I have a dataset called training which was read in an manipulated using Pandas. There are about 150 variables, so I put them in a list and I want to pass them to a ridge regression; however, I get an error saying "unhashable type: list"
It's likely that I'm missing something obvious as this is my first pass using python (used to R and Stata).
Here's the code:
# Variables to use (potentially) -- for dummies, one has already been taken out to avoid dummy var trap
continuous_vars = ['VehicleAge','VehOdo', 'MMRAcquisitionAuctionAveragePrice', 'MMRAcquisitionAuctionCleanPrice', 'MMRAcquisitionRetailAveragePrice', 'MMRAcquisitonRetailCleanPrice', 'MMRCurrentAuctionAveragePrice', 'MMRCurrentAuctionCleanPrice', 'MMRCurrentRetailAveragePrice', 'MMRCurrentRetailCleanPrice', 'VehBCost', 'IsOnlineSale', 'WarrantyCost', 'reliability_score', 'num_bought']
make_cats = ['BUICK', 'CADILLAC', 'CHEVROLET', 'CHRYSLER', 'DODGE', 'FORD', 'GMC', 'HONDA', 'HUMMER', 'HYUNDAI', 'INFINITI', 'ISUZU', 'JEEP', 'KIA', 'LEXUS', 'LINCOLN', 'MAZDA', 'MERCURY', 'MINI', 'MITSUBISHI', 'NISSAN', 'OLDSMOBILE', 'PLYMOUTH', 'PONTIAC', 'SATURN', 'SCION', 'SUBARU', 'SUZUKI', 'TOYOTA', 'TOYOTA SCION', 'VOLKSWAGEN', 'VOLVO']

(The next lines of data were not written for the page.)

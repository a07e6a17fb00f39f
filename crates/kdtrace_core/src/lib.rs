//! kdtrace core - mesh data and loading.
//!
//! This crate provides:
//!
//! - **Mesh data**: indexed `Mesh` with optional normals and UVs, procedural
//!   builders, and flattening into `TriangleRecord`s for the renderer
//! - **OBJ support**: loading Wavefront OBJ files via `tobj`
//!
//! # Example
//!
//! ```ignore
//! use kdtrace_core::load_obj;
//!
//! let mesh = load_obj("teapot.obj")?;
//! println!("Loaded {} triangles", mesh.triangle_count());
//! ```

pub mod mesh;
pub mod obj;

// Re-export commonly used types
pub use mesh::{Mesh, TriangleRecord};
pub use obj::{load_obj, LoadError, LoadResult};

state_cats = ['AR', 'AZ', 'CA', 'CO', 'FL', 'GA', 'IA', 'ID', 'IL', 'IN', 'KY', 'LA', 'MA', 'MD', 'MI', 'MN', 'MO', 'MS', 'NC', 'NE', 'NH', 'NJ', 'NM', 'NV', 'NY', 'OH', 'OK', 'OR', 'PA', 'SC', 'TN', 'TX', 'UT', 'VA', 'WA', 'WV']

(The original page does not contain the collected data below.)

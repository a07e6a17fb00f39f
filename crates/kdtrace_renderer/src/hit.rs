//! Hit record and the Geometry trait for ray-object intersection.

use crate::{Color, Material, Ray};
use kdtrace_math::Vec3;

/// Record of a ray-surface intersection.
///
/// A miss is represented by [`Hit::NONE`], whose `t` is `+inf`, so the
/// closest of several candidates is simply the one with the smallest `t`.
#[derive(Debug, Clone, Copy, PartialEq)]
pub struct Hit {
    /// Parameter t where the intersection occurs
    pub t: f32,
    /// Point of intersection
    pub point: Vec3,
    /// Surface normal at the intersection (not flipped toward the ray)
    pub normal: Vec3,
}

impl Hit {
    /// The "no hit" sentinel.
    pub const NONE: Hit = Hit {
        t: f32::INFINITY,
        point: Vec3::ZERO,
        normal: Vec3::ZERO,
    };

    pub fn new(t: f32, point: Vec3, normal: Vec3) -> Self {
        Self { t, point, normal }
    }

    /// True unless this is the sentinel.
    #[inline]
    pub fn is_hit(&self) -> bool {
        self.t < f32::INFINITY
    }

    /// The nearer of two hits. Ties keep `self`.
    #[inline]
    pub fn closer(self, other: Hit) -> Hit {
        if other.t < self.t {
            other
        } else {
            self
        }
    }
}

impl Default for Hit {
    fn default() -> Self {
        Self::NONE
    }
}

/// Anything a ray can be tested against.
///
/// Implementors are built once and shared read-only across render workers.
pub trait Geometry: Send + Sync {
    /// Nearest intersection of `ray` with this object, or [`Hit::NONE`].
    fn intersect(&self, ray: &Ray) -> Hit;

    /// Surface properties used for shading.
    fn material(&self) -> &Material;

    /// Base color of the surface.
    fn color(&self) -> Color {
        self.material().color
    }
}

auction_cats = ['ADESA', 'MANHEIM', 'OTHER']
trans_cats = ['AUTO']
color_cats = ['BEIGE', 'BLACK', 'BLUE', 'BROWN', 'GOLD', 'GREEN', 'GREY', 'MAROON', 'NOT AVAIL', 'ORANGE', 'OTHER', 'PURPLE', 'RED', 'SILVER', 'WHITE', 'YELLOW']
wheel_cats = ['Alloy', 'Covers', 'Special']

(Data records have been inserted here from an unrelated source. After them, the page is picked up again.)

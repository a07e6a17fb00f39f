//! Surface properties carried by every geometry.

use kdtrace_math::Vec3;

/// Color type alias (linear RGB, typically 0-1)
pub type Color = Vec3;

/// Fraction of incident light a diffuse surface reflects.
pub const ALBEDO: f32 = 0.18;

/// Recursion limit for secondary rays. Shading is single-bounce today, so
/// nothing reads past depth 0.
pub const MAX_DEPTH: u32 = 2;

/// Base color plus the transparency and reflection scalars.
#[derive(Debug, Clone, Copy, PartialEq)]
pub struct Material {
    pub color: Color,
    pub transparency: f32,
    pub reflection: f32,
}

impl Material {
    /// Opaque, non-reflective material of the given color.
    pub fn new(color: Color) -> Self {
        Self {
            color,
            transparency: 0.0,
            reflection: 0.0,
        }
    }

    pub fn with_transparency(mut self, transparency: f32) -> Self {
        self.transparency = transparency;
        self
    }

    pub fn with_reflection(mut self, reflection: f32) -> Self {
        self.reflection = reflection;
        self
    }

    pub fn is_transparent(&self) -> bool {
        self.transparency > 0.0
    }
}

impl Default for Material {
    fn default() -> Self {
        // Matches the mesh tint used by the demo scene
        Self::new(Color::new(0.1, 0.7, 0.9))
    }
}

#[cfg(test)]
mod tests {
    use super::*;

    #[test]
    fn test_material_builders() {
        let m = Material::new(Color::ONE)
            .with_transparency(0.5)
            .with_reflection(0.25);

        assert!(m.is_transparent());
        assert_eq!(m.reflection, 0.25);
        assert!(!Material::new(Color::ONE).is_transparent());
    }
}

nat_cats = ['AMERICAN', 'OTHER', 'OTHER ASIAN', 'TOP LINE ASIAN']
size_cats =['COMPACT', 'CROSSOVER', 'LARGE', 'LARGE SUV', 'LARGE TRUCK', 'MEDIUM', 'MEDIUM SUV', 'SMALL SUV', 'SMALL TRUCK', 'SPECIALTY', 'SPORTS', 'VAN']
year_cats = ['2001', '2002', '2003', '2004', '2005', '2006', '2007', '2008', '2009', '2010_x']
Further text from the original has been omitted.